*What to produce*
All the data should come back exactly as it was given.

Excerpts from a dataset:
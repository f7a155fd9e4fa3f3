//! Core types for KG-Agent

use serde::{Deserialize, Deserializer, Serialize, Serializer};
use std::collections::BTreeSet;
use std::fmt;
use std::sync::Arc;

macro_rules! symbol_id {
    ($(#[$meta:meta])* $name:ident) => {
        $(#[$meta])*
        #[derive(Clone, Debug, Hash, Eq, PartialEq, Ord, PartialOrd)]
        pub struct $name(Arc<str>);

        impl $name {
            pub fn new(s: impl Into<String>) -> Self {
                Self(Arc::from(s.into()))
            }

            pub fn as_str(&self) -> &str {
                &self.0
            }
        }

        impl fmt::Display for $name {
            fn fmt(&self, f: &mut fmt::Formatter<'_>) -> fmt::Result {
                write!(f, "{}", self.0)
            }
        }

        impl From<String> for $name {
            fn from(s: String) -> Self {
                Self::new(s)
            }
        }

        impl From<&str> for $name {
            fn from(s: &str) -> Self {
                Self::new(s)
            }
        }

        impl Serialize for $name {
            fn serialize<S: Serializer>(&self, serializer: S) -> Result<S::Ok, S::Error> {
                serializer.serialize_str(&self.0)
            }
        }

        impl<'de> Deserialize<'de> for $name {
            fn deserialize<D: Deserializer<'de>>(deserializer: D) -> Result<Self, D::Error> {
                String::deserialize(deserializer).map(Self::new)
            }
        }
    };
}

symbol_id!(
    /// Entity identifier - cheaply cloneable
    EntityId
);

symbol_id!(
    /// Relation (predicate) identifier - cheaply cloneable
    RelationId
);

/// Unordered set semantics, lexicographic iteration.
pub type EntitySet = BTreeSet<EntityId>;

pub type RelationSet = BTreeSet<RelationId>;

/// Scalar value: attribute values in the KG and literal tool results.
#[derive(Clone, Debug, PartialEq, Serialize, Deserialize)]
#[serde(untagged)]
pub enum Literal {
    Bool(bool),
    Number(f64),
    Text(String),
}

impl Literal {
    pub fn text(s: impl Into<String>) -> Self {
        Self::Text(s.into())
    }

    pub fn as_number(&self) -> Option<f64> {
        match self {
            Self::Number(n) => Some(*n),
            Self::Text(s) => s.trim().parse().ok(),
            Self::Bool(_) => None,
        }
    }

    /// Equality that lets a numeric string match a number (`"1999" == 1999`).
    pub fn matches(&self, other: &Literal) -> bool {
        match (self, other) {
            (Self::Text(a), Self::Text(b)) => a == b,
            (Self::Bool(a), Self::Bool(b)) => a == b,
            _ => match (self.as_number(), other.as_number()) {
                (Some(a), Some(b)) => a == b,
                _ => false,
            },
        }
    }

    /// Total order used for deterministic attribute selection.
    pub fn sort_key(&self) -> (u8, f64, &str) {
        match self {
            Self::Bool(b) => (0, f64::from(u8::from(*b)), ""),
            Self::Number(n) => (1, *n, ""),
            Self::Text(s) => (2, 0.0, s.as_str()),
        }
    }
}

impl fmt::Display for Literal {
    fn fmt(&self, f: &mut fmt::Formatter<'_>) -> fmt::Result {
        match self {
            Self::Bool(b) => write!(f, "{}", b),
            Self::Number(n) if n.fract() == 0.0 && n.abs() < 1e15 => write!(f, "{}", *n as i64),
            Self::Number(n) => write!(f, "{}", n),
            Self::Text(s) => write!(f, "{}", s),
        }
    }
}

impl From<f64> for Literal {
    fn from(n: f64) -> Self {
        Self::Number(n)
    }
}

impl From<usize> for Literal {
    fn from(n: usize) -> Self {
        Self::Number(n as f64)
    }
}

impl From<bool> for Literal {
    fn from(b: bool) -> Self {
        Self::Bool(b)
    }
}

impl From<&str> for Literal {
    fn from(s: &str) -> Self {
        Self::Text(s.to_string())
    }
}

/// Semantic type of a tool parameter
#[derive(Clone, Copy, Debug, Serialize, Deserialize, PartialEq, Eq, Hash)]
#[serde(rename_all = "snake_case")]
pub enum ParamType {
    Entity,
    EntitySet,
    Relation,
    Literal,
    Boolean,
    /// Accepts only a reference, of any non-error tag.
    MemoryRef,
}

impl fmt::Display for ParamType {
    fn fmt(&self, f: &mut fmt::Formatter<'_>) -> fmt::Result {
        match self {
            Self::Entity => write!(f, "Entity"),
            Self::EntitySet => write!(f, "EntitySet"),
            Self::Relation => write!(f, "Relation"),
            Self::Literal => write!(f, "Literal"),
            Self::Boolean => write!(f, "Boolean"),
            Self::MemoryRef => write!(f, "MemoryRef"),
        }
    }
}

/// Tag of a non-error tool result
#[derive(Clone, Copy, Debug, Serialize, Deserialize, PartialEq, Eq, Hash)]
#[serde(rename_all = "snake_case")]
pub enum ReturnType {
    EntitySet,
    RelationSet,
    Literal,
    Boolean,
}

impl fmt::Display for ReturnType {
    fn fmt(&self, f: &mut fmt::Formatter<'_>) -> fmt::Result {
        match self {
            Self::EntitySet => write!(f, "EntitySet"),
            Self::RelationSet => write!(f, "RelationSet"),
            Self::Literal => write!(f, "Literal"),
            Self::Boolean => write!(f, "Boolean"),
        }
    }
}

/// The question an episode answers. Immutable once the episode starts.
#[derive(Clone, Debug, PartialEq, Serialize, Deserialize)]
pub struct Question {
    pub text: String,
    #[serde(default, skip_serializing_if = "Vec::is_empty")]
    pub seeds: Vec<EntityId>,
}

impl Question {
    pub fn new(text: impl Into<String>) -> Self {
        Self {
            text: text.into(),
            seeds: Vec::new(),
        }
    }

    pub fn with_seeds<I, E>(mut self, seeds: I) -> Self
    where
        I: IntoIterator<Item = E>,
        E: Into<EntityId>,
    {
        for seed in seeds {
            let seed = seed.into();
            if !self.seeds.contains(&seed) {
                self.seeds.push(seed);
            }
        }
        self
    }
}

#[cfg(test)]
mod tests {
    use super::*;

    #[test]
    fn literal_display_integral_number() {
        assert_eq!(Literal::Number(2.0).to_string(), "2");
        assert_eq!(Literal::Number(2.5).to_string(), "2.5");
    }

    #[test]
    fn literal_matches_numeric_text() {
        assert!(Literal::text("1999").matches(&Literal::Number(1999.0)));
        assert!(!Literal::text("x").matches(&Literal::Number(1.0)));
    }

    #[test]
    fn question_seeds_deduplicated() {
        let q = Question::new("q").with_seeds(["a", "b", "a"]);
        assert_eq!(q.seeds.len(), 2);
    }
}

*Response*
repository f7a155fd9e4fa3f3
//! Core types for KG-Agent

use serde::{Deserialize, Deserializer, Serialize, Serializer};
use std::collections::BTreeSet;
use std::fmt;
use std::sync::Arc;

macro_rules! symbol_id {
    ($(#[$meta:meta])* $name:ident) => {
        $(#[$meta])*
        #[derive(Clone, Debug, Hash, Eq, PartialEq, Ord, PartialOrd)]
        pub struct $name(Arc<str>);

        impl $name {
            pub fn new(s: impl Into<String>) -> Self {
                Self(Arc::from(s.into()))
            }

            pub fn as_str(&self) -> &str {
                &self.0
            }
        }

        impl fmt::Display for $name {
            fn fmt(&self, f: &mut fmt::Formatter<'_>) -> fmt::Result {
                write!(f, "{}", self.0)
            }
        }

        impl From<String> for $name {
            fn from(s: String) -> Self {
                Self::new(s)
            }
        }

        impl From<&str> for $name {
            fn from(s: &str) -> Self {
                Self::new(s)
            }
        }

        impl Serialize for $name {
            fn serialize<S: Serializer>(&self, serializer: S) -> Result<S::Ok, S::Error> {
                serializer.serialize_str(&self.0)
            }
        }

        impl<'de> Deserialize<'de> for $name {
            fn deserialize<D: Deserializer<'de>>(deserializer: D) -> Result<Self, D::Error> {
                String::deserialize(deserializer).map(Self::new)
            }
        }
    };
}

symbol_id!(
    /// Entity identifier - cheaply cloneable
    EntityId
);

symbol_id!(
    /// Relation (predicate) identifier - cheaply cloneable
    RelationId
);

/// Unordered set semantics, lexicographic iteration.
pub type EntitySet = BTreeSet<EntityId>;

pub type RelationSet = BTreeSet<RelationId>;

/// Scalar value: attribute values in the KG and literal tool results.
#[derive(Clone, Debug, PartialEq, Serialize, Deserialize)]
#[serde(untagged)]
pub enum Literal {
    Bool(bool),
    Number(f64),
    Text(String),
}

impl Literal {
    pub fn text(s: impl Into<String>) -> Self {
        Self::Text(s.into())
    }

    pub fn as_number(&self) -> Option<f64> {
        match self {
            Self::Number(n) => Some(*n),
            Self::Text(s) => s.trim().parse().ok(),
            Self::Bool(_) => None,
        }
    }

    /// Equality that lets a numeric string match a number (`"1999" == 1999`).
    pub fn matches(&self, other: &Literal) -> bool {
        match (self, other) {
            (Self::Text(a), Self::Text(b)) => a == b,
            (Self::Bool(a), Self::Bool(b)) => a == b,
            _ => match (self.as_number(), other.as_number()) {
                (Some(a), Some(b)) => a == b,
                _ => false,
            },
        }
    }

    /// Total order used for deterministic attribute selection.
    pub fn sort_key(&self) -> (u8, f64, &str) {
        match self {
            Self::Bool(b) => (0, f64::from(u8::from(*b)), ""),
            Self::Number(n) => (1, *n, ""),
            Self::Text(s) => (2, 0.0, s.as_str()),
        }
    }
}

impl fmt::Display for Literal {
    fn fmt(&self, f: &mut fmt::Formatter<'_>) -> fmt::Result {
        match self {
            Self::Bool(b) => write!(f, "{}", b),
            Self::Number(n) if n.fract() == 0.0 && n.abs() < 1e15 => write!(f, "{}", *n as i64),
            Self::Number(n) => write!(f, "{}", n),
            Self::Text(s) => write!(f, "{}", s),
        }
    }
}

impl From<f64> for Literal {
    fn from(n: f64) -> Self {
        Self::Number(n)
    }
}

impl From<usize> for Literal {
    fn from(n: usize) -> Self {
        Self::Number(n as f64)
    }
}

impl From<bool> for Literal {
    fn from(b: bool) -> Self {
        Self::Bool(b)
    }
}

impl From<&str> for Literal {
    fn from(s: &str) -> Self {
        Self::Text(s.to_string())
    }
}

/// Semantic type of a tool parameter
#[derive(Clone, Copy, Debug, Serialize, Deserialize, PartialEq, Eq, Hash)]
#[serde(rename_all = "snake_case")]
pub enum ParamType {
    Entity,
    EntitySet,
    Relation,
    Literal,
    Boolean,
    /// Accepts only a reference, of any non-error tag.
    MemoryRef,
}

impl fmt::Display for ParamType {
    fn fmt(&self, f: &mut fmt::Formatter<'_>) -> fmt::Result {
        match self {
            Self::Entity => write!(f, "Entity"),
            Self::EntitySet => write!(f, "EntitySet"),
            Self::Relation => write!(f, "Relation"),
            Self::Literal => write!(f, "Literal"),
            Self::Boolean => write!(f, "Boolean"),
            Self::MemoryRef => write!(f, "MemoryRef"),
        }
    }
}

/// Tag of a non-error tool result
#[derive(Clone, Copy, Debug, Serialize, Deserialize, PartialEq, Eq, Hash)]
#[serde(rename_all = "snake_case")]
pub enum ReturnType {
    EntitySet,
    RelationSet,
    Literal,
    Boolean,
}

impl fmt::Display for ReturnType {
    fn fmt(&self, f: &mut fmt::Formatter<'_>) -> fmt::Result {
        match self {
            Self::EntitySet => write!(f, "EntitySet"),
            Self::RelationSet => write!(f, "RelationSet"),
            Self::Literal => write!(f, "Literal"),
            Self::Boolean => write!(f, "Boolean"),
        }
    }
}

/// The question an episode answers. Immutable once the episode starts.
#[derive(Clone, Debug, PartialEq, Serialize, Deserialize)]
pub struct Question {
    pub text: String,
    #[serde(default, skip_serializing_if = "Vec::is_empty")]
    pub seeds: Vec<EntityId>,
}

impl Question {
    pub fn new(text: impl Into<String>) -> Self {
        Self {
            text: text.into(),
            seeds: Vec::new(),
        }
    }

    pub fn with_seeds<I, E>(mut self, seeds: I) -> Self
    where
        I: IntoIterator<Item = E>,
        E: Into<EntityId>,
    {
        for seed in seeds {
            let seed = seed.into();
            if !self.seeds.contains(&seed) {
                self.seeds.push(seed);
            }
        }
        self
    }
}

#[cfg(test)]
mod tests {
    use super::*;

    #[test]
    fn literal_display_integral_number() {
        assert_eq!(Literal::Number(2.0).to_string(), "2");
        assert_eq!(Literal::Number(2.5).to_string(), "2.5");
    }

    #[test]
    fn literal_matches_numeric_text() {
        assert!(Literal::text("1999").matches(&Literal::Number(1999.0)));
        assert!(!Literal::text("x").matches(&Literal::Number(1.0)));
    }

    #[test]
    fn question_seeds_deduplicated() {
        let q = Question::new("q").with_seeds(["a", "b", "a"]);
        assert_eq!(q.seeds.len(), 2);
    }
}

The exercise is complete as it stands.